- _ABOUT THIS TASK_
Pick out every line of the entries below where "second" occurs, and copy those lines.

- _WORKING DATA_
_ _ _ _

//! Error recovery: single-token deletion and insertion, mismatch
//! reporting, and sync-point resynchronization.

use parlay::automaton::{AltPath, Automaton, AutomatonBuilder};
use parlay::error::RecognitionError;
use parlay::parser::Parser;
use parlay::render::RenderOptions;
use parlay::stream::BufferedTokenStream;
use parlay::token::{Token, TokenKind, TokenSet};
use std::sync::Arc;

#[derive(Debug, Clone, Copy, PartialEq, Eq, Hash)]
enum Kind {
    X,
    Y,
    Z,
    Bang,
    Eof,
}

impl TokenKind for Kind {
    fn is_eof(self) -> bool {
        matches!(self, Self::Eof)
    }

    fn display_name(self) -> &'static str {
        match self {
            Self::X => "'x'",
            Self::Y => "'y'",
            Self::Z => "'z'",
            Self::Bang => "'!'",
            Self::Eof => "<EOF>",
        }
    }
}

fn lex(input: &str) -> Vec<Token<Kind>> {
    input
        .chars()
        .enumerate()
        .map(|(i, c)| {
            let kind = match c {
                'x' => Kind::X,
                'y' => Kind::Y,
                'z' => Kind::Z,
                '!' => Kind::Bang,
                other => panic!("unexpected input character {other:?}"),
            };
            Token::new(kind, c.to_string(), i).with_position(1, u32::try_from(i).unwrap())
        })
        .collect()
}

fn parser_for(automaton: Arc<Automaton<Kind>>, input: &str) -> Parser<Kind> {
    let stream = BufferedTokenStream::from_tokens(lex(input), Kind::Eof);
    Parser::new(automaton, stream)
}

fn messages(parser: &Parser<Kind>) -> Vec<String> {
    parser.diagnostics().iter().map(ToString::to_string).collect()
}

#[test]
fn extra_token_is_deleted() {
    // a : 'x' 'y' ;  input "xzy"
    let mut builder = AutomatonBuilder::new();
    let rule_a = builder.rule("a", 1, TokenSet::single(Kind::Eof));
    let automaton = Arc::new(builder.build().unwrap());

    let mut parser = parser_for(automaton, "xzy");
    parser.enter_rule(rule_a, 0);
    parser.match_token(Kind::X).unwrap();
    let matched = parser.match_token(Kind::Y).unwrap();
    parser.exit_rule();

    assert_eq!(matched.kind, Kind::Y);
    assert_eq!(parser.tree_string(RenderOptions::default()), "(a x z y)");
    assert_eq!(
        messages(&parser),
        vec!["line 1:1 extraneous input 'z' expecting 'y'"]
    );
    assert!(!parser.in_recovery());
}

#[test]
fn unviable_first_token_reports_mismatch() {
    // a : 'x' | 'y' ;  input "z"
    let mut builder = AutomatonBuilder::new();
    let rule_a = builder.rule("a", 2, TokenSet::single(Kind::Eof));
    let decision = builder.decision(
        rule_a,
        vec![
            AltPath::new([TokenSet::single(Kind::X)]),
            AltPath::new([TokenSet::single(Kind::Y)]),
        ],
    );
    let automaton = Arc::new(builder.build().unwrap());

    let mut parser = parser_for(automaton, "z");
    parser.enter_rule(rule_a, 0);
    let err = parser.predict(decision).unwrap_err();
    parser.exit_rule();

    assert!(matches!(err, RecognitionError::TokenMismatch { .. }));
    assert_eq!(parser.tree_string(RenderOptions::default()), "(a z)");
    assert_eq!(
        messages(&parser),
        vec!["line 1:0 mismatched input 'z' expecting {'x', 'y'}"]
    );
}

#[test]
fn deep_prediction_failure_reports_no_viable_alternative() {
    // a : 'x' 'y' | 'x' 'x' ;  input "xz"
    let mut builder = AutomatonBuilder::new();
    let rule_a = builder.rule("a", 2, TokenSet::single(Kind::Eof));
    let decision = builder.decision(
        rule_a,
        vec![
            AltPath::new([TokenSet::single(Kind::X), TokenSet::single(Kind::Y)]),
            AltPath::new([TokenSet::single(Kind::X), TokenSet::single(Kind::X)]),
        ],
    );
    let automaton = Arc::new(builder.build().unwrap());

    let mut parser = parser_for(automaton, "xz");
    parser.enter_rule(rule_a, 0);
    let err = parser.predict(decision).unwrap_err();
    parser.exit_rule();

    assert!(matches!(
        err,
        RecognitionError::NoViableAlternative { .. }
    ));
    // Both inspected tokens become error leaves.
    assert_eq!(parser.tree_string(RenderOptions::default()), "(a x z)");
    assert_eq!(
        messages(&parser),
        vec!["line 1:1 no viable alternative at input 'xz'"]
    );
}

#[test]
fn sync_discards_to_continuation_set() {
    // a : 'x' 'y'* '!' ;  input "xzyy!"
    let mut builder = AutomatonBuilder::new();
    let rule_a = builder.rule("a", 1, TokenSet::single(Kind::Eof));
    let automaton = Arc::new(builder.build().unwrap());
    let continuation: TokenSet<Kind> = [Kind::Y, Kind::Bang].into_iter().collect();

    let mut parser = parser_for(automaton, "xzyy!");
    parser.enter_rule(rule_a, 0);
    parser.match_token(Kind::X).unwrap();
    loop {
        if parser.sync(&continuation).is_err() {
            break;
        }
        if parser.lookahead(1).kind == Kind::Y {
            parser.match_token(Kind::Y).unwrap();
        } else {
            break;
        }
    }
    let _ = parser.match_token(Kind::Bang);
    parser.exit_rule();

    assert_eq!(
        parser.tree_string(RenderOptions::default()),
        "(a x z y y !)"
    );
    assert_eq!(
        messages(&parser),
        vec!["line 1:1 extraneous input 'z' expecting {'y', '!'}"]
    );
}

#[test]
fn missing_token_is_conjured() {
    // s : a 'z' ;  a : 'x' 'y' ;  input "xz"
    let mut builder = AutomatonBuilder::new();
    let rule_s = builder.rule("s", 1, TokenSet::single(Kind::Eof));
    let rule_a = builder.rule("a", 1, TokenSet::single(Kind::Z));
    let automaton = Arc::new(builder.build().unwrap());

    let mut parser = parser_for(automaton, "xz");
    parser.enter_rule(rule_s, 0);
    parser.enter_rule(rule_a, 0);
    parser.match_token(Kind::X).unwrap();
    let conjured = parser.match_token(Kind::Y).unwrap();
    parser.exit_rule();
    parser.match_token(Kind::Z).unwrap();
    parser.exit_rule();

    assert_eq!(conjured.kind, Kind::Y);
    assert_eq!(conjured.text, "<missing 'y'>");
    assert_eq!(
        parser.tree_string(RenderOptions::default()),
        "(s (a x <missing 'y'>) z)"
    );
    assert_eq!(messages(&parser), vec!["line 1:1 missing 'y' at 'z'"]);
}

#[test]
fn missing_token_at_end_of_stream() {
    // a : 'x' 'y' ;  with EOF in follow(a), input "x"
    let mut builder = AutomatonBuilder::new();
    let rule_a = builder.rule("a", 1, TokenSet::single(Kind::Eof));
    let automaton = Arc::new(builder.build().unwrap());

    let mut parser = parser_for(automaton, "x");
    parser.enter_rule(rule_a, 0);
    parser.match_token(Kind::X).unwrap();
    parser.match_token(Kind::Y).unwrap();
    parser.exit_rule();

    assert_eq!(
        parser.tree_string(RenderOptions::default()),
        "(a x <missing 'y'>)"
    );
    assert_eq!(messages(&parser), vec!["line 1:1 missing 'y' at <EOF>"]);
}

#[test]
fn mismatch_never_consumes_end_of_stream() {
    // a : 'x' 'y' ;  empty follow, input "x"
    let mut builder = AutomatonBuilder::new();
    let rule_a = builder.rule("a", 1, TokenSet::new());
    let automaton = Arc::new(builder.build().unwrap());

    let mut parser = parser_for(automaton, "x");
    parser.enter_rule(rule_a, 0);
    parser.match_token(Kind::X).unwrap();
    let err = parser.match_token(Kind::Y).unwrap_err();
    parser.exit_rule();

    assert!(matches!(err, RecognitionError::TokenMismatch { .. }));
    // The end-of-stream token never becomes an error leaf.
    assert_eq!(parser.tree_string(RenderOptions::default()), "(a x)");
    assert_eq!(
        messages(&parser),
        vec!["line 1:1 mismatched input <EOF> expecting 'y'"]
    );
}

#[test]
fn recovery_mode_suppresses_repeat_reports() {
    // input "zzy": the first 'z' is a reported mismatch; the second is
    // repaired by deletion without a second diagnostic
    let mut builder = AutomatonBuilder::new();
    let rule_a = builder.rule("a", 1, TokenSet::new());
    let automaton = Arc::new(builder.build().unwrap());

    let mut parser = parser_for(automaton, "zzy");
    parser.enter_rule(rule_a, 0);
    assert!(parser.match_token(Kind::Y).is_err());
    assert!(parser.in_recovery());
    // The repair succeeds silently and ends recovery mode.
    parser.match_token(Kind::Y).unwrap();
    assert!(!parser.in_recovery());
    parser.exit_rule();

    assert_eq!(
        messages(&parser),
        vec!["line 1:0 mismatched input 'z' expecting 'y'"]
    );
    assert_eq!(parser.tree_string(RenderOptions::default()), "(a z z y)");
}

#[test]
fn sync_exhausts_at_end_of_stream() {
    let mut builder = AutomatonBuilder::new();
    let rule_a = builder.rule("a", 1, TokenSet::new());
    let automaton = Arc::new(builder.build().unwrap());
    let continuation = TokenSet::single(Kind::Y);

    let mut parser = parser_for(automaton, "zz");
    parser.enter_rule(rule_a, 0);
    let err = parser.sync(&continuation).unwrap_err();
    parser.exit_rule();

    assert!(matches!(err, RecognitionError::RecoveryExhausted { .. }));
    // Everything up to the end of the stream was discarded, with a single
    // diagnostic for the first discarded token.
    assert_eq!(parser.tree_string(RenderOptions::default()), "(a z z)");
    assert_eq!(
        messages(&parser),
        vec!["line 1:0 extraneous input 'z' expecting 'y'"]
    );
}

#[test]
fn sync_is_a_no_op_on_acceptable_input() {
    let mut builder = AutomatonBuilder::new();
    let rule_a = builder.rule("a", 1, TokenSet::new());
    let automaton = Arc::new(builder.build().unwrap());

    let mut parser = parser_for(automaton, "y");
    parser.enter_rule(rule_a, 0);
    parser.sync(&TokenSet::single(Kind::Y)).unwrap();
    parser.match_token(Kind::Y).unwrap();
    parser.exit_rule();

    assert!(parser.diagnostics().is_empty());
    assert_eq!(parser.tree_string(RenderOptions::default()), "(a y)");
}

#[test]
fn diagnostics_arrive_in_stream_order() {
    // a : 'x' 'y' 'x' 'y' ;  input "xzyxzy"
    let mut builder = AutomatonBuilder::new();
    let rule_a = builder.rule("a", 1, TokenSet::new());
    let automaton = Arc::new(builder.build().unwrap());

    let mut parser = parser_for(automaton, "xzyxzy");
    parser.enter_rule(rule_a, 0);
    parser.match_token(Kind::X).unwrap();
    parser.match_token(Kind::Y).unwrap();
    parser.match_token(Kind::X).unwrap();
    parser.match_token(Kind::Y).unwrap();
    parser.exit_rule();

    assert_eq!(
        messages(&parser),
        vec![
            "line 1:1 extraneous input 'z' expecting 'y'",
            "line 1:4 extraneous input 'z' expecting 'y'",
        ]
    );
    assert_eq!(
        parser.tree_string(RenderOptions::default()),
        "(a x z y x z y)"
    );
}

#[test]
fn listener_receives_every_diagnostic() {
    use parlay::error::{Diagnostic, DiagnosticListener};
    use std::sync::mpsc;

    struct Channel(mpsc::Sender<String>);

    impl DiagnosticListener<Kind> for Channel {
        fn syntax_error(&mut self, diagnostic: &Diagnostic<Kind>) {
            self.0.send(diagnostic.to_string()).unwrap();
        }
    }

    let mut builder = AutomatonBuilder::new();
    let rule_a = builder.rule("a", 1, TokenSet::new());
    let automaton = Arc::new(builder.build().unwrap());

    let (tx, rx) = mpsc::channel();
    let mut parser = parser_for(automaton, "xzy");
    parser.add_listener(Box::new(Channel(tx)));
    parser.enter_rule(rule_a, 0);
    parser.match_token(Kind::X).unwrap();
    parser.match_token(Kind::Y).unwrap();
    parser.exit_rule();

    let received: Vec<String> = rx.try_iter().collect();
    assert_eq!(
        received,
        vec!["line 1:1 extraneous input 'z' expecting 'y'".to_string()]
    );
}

_ _ _ _

- _PROBLEM SOLUTION_
    // input "zzy": the first 'z' is a reported mismatch; the second is
    // repaired by deletion without a second diagnostic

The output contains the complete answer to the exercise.